Genevieve had a been a powerful Category 4 hurricane with winds of 130 mph (215 kph) on Tuesday, but weakened as it pushed past the Los Cabos region, the U.S. National Hurricane Center said.
The center said the storm was expected to stay out in the Pacific while moving northwestward along the Baja coast and continue weakening through the night, likely becoming a tropical depression by Friday evening. Still, it was raking the shore with powerful winds and heavy rains, creating the potential for dangerous flooding.
High surf already claimed two lives in the area. Police in Cabo San Lucas said a 15-year-girl was trapped by a large wave and an adult tried to save her Tuesday. Both died.
The hurricane center said Genevieve’s maximum sustained winds had dropped to 65 mph (100 kph) Thursday night, and it was centered about 70 miles (110 kilometers) southwest of Cabo San Lazaro. It was moving to the northwest at 10 mph (17 kph).
The storm knocked out power and phone service to a large part of the Los Cabos area, flooded streets in poor neighborhoods and toppled palms in the tourist zone. Los Cabos Mayor Armida Castro said more than 800 people had gone to shelters in Cabo San Lucas and 250 sought refuge in San Jose del Cabo, where distancing measures were in place due to COVID-19.
Baja California Sur state officials said 15,000 foreign tourists were in the state, most in the Los Cabos region, which earlier had almost been emptied of visitors by pandemic restrictions.
Meanwhile, two new tropical depressions formed Thursday in the Atlantic Basin, and tropical storm watches were posted for several Caribbean islands and parts of Honduras.
The hurricane center said Tropical Depression 13 was likely to become a tropical storm Friday and then skirt the Leeward Islands, Puerto Rico, the Dominican Republic and Cuba. The early, still uncertain track showed it potentially being near Florida by Monday as a hurricane.
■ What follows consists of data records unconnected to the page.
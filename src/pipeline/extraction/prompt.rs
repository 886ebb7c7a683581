use crate::models::Category;

pub const EXTRACTION_PREAMBLE: &str = r#"
Você analisa documentos de condomínios para uma administradora que está
assumindo uma nova gestão. Sua ÚNICA tarefa é ler o documento anexado e
devolver os dados pedidos em JSON.

REGRAS:
1. Responda SOMENTE com um objeto JSON válido. Nada de markdown ou comentários.
2. Extraia apenas o que está escrito no documento. Não invente valores.
3. Campo ausente no documento: use null.
4. Valores monetários e quantidades são números puros: sem "R$", sem separador
   de milhar, ponto como separador decimal (ex: 1234.56).
5. Outros documentos da mesma seção serão combinados com este depois;
   extraia tudo o que este documento contém.
"#;

/// Appended when several documents are sent in one request.
pub const CONSOLIDATION_INSTRUCTION: &str =
    "Os documentos a seguir pertencem à mesma seção. Analise todos e consolide as informações em um único JSON:";

const CONVENTION_SHAPE: &str = r#"
Documento: CONVENÇÃO DO CONDOMÍNIO.

{
  "identificacao": {
    "nomeCondominio": "nome completo",
    "endereco": "endereço completo",
    "cnpj": "CNPJ ou null",
    "quantidadeUnidades": número,
    "quantidadeBlocos": número,
    "tipoCondominio": "residencial" | "comercial" | "misto",
    "areaEmpreendimento": "área do terreno, ex: 5.000 m²"
  },
  "estrutural": {
    "quantidadeBlocos": número,
    "quantidadeUnidades": número,
    "quantidadeAreasComuns": número,
    "areasComuns": ["cada área comum citada"],
    "descricaoFisica": "terreno, acessos, taludes e demais elementos físicos"
  },
  "regrasAssembleia": {
    "periodicidadeAGO": "texto",
    "prazoMinimoConvocacao": "texto",
    "intervaloChamadas": "intervalo entre primeira e segunda chamada",
    "quorumPrimeiraChamada": "texto",
    "quorumSegundaChamada": "texto",
    "quorumObrasNecessarias": "texto",
    "quorumAlteracaoConvencao": "texto"
  },
  "regrasFinanceiras": {
    "dataVencimentoCota": "texto",
    "percentualMultaAtraso": "texto",
    "percentualFundoReserva": "texto"
  }
}
"#;

const FINANCIAL_SHAPE: &str = r#"
Documento: FINANCEIRO (prestação de contas, balancete, demonstrativo do
realizado ou previsão orçamentária). A prestação de contas traz a posição
atual; o demonstrativo do realizado traz a série histórica mensal.

{
  "periodoReferencia": "ex: Janeiro/2024 ou Ano 2024",
  "posicaoFinanceira": {
    "contas": [{"nome": "conta ou fundo", "saldo": número}],
    "totalGeral": soma dos saldos
  },
  "saldoConta": número,
  "valorFundoReserva": número,
  "totalRecursosDisponiveis": número,
  "movimentoPeriodo": {
    "totalReceitas": número,
    "totalDespesas": número,
    "resultado": número (negativo em caso de déficit),
    "tipoResultado": "superavit" | "deficit"
  },
  "inadimplencia": {
    "totalInadimplente": número,
    "percentualInadimplencia": número,
    "unidadesInadimplentes": [{"unidade": "texto", "proprietario": "texto", "valorDevido": número, "mesesAtraso": número}]
  },
  "consumoMensal": {
    "agua": [{"mes": "Jan", "valor": número}],
    "energia": [{"mes": "Jan", "valor": número}],
    "gas": [{"mes": "Jan", "valor": número}]
  },
  "consumoUtilidades": {
    "aguaEsgoto": número,
    "energiaEletrica": número,
    "gas": número,
    "outros": número,
    "total": número
  },
  "despesasPorCategoria": [{"categoria": "nome como aparece no documento", "valor": número}]
}

Meses abreviados: Jan, Fev, Mar, Abr, Mai, Jun, Jul, Ago, Set, Out, Nov, Dez.
Concessionárias de água (COPASA, SABESP, CAESB) vão em "agua"; de energia
(CEMIG, CPFL, Enel) em "energia"; gás canalizado em "gas". Sem série mensal
no documento: "consumoMensal": null.
"#;

const MINUTES_SHAPE: &str = r#"
Documento: ATA DE ASSEMBLEIA (AGO ou AGE). Identifique o tipo pelo cabeçalho
e preencha apenas o resumo correspondente.

{
  "governanca": {
    "gestaoAtual": "ex: Gestão 2024/2025",
    "sindico": {"nome": "texto", "unidade": "texto", "periodoMandato": "texto"},
    "subsindico": {"nome": "texto", "unidade": "texto"},
    "conselho": [
      {"nome": "texto", "unidade": "texto", "tipoParticipacao": "efetivo" | "suplente", "presidente": true | false}
    ]
  },
  "cotaCondominial": {
    "existeCotaVigente": true | false,
    "valorTaxa": número,
    "existeReajusteAprovado": true | false,
    "percentualFundoReserva": "texto",
    "valorAdicionalFundoReserva": número,
    "valorTotalAposReajuste": número
  },
  "deliberacoes": {
    "resumoAGO": "principais deliberações, se AGO",
    "resumoAGE": "principais deliberações, se AGE"
  }
}
"#;

const CERTIFICATES_SHAPE: &str = r#"
Documento: CERTIDÕES (CND Federal, Estadual, Municipal, FGTS, CNDT, INSS,
Corpo de Bombeiros, AVCB, Habite-se). Liste cada certidão separadamente.

{
  "certidoes": [
    {
      "tipo": "nome da certidão",
      "situacao": "regular" | "negativa" | "positiva",
      "dataValidade": "DD/MM/AAAA",
      "observacao": "pendências encontradas, valores e se são anteriores à gestão atual"
    }
  ]
}

"negativa" significa sem débitos; "positiva" significa com pendências.
"#;

const PERSONNEL_SHAPE: &str = r#"
Documento: DEPARTAMENTO PESSOAL (folha de pagamento, relação de funcionários).

{
  "possuiFuncionariosProprios": true | false,
  "funcionarios": [
    {"nome": "texto", "cargo": "texto", "salario": número, "horasExtras": número}
  ],
  "custoTotalFolha": número
}

Sem funcionários próprios: "funcionarios": [].
"#;

const LEGAL_SHAPE: &str = r#"
Documento: JURÍDICO (relatório de processos, petições, certidões de objeto e pé).

{
  "processos": [
    {
      "identificacao": "número completo do processo",
      "tipo": "Cobrança, Trabalhista, Cível, Execução Fiscal...",
      "parteContraria": "texto",
      "descricao": "do que se trata",
      "status": "andamento atual",
      "valorCausa": número,
      "observacao": "texto"
    }
  ]
}

Sem processos: "processos": [].
"#;

const MISCELLANEOUS_SHAPE: &str = r#"
Documento: OUTROS (apólice de seguro, contrato, laudo técnico, orçamento ou
qualquer documento útil à gestão). Identifique o tipo.

{
  "documentos": [
    {
      "tipoDocumento": "ex: Apólice de Seguro, Contrato de Manutenção, Laudo Técnico",
      "titulo": "texto",
      "resumo": "duas ou três frases",
      "itensImportantes": ["vigência, valores, coberturas, partes, recomendações"],
      "observacoes": "pontos de atenção"
    }
  ]
}
"#;

fn shape_for(category: Category) -> &'static str {
    match category {
        Category::Convention => CONVENTION_SHAPE,
        Category::Financial => FINANCIAL_SHAPE,
        Category::Minutes => MINUTES_SHAPE,
        Category::Certificates => CERTIFICATES_SHAPE,
        Category::Personnel => PERSONNEL_SHAPE,
        Category::Legal => LEGAL_SHAPE,
        Category::Miscellaneous => MISCELLANEOUS_SHAPE,
    }
}

/// Full instruction text sent alongside a document of `category`.
pub fn build_extraction_prompt(category: Category) -> String {
    format!("{}\n{}", EXTRACTION_PREAMBLE.trim(), shape_for(category).trim_end())
}

/// Prompt for a multi-document request.
pub fn build_consolidation_prompt(category: Category) -> String {
    format!("{}\n\n{CONSOLIDATION_INSTRUCTION}", build_extraction_prompt(category))
}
Late Thursday, it was centered about 445 miles (715 kilometers) east of the northern Leeward Islands with maximum sustained winds of 35 mph (55 kph) and it was headed briskly to the west-northwest at 22 mph (35 kph).
Tropical Depression 14 was forecast to graze the Atlantic coast of Honduras, then curve northward to Mexico’s Yucatan Peninsula possibly at hurricane strength and then potentially head for the Texas or Louisiana coast, again possibly strengthening into a hurricane. It is expected to become a tropical storm on Friday.
Late Thursday, it was centered about 65 miles (110 kilometers) east of Cabo Gracias a Dios on the Honduras-Nicaragua border, with maximum sustained winds of 35 mph (55 kph). It was headed west-northwest at 14 mph (22 kph).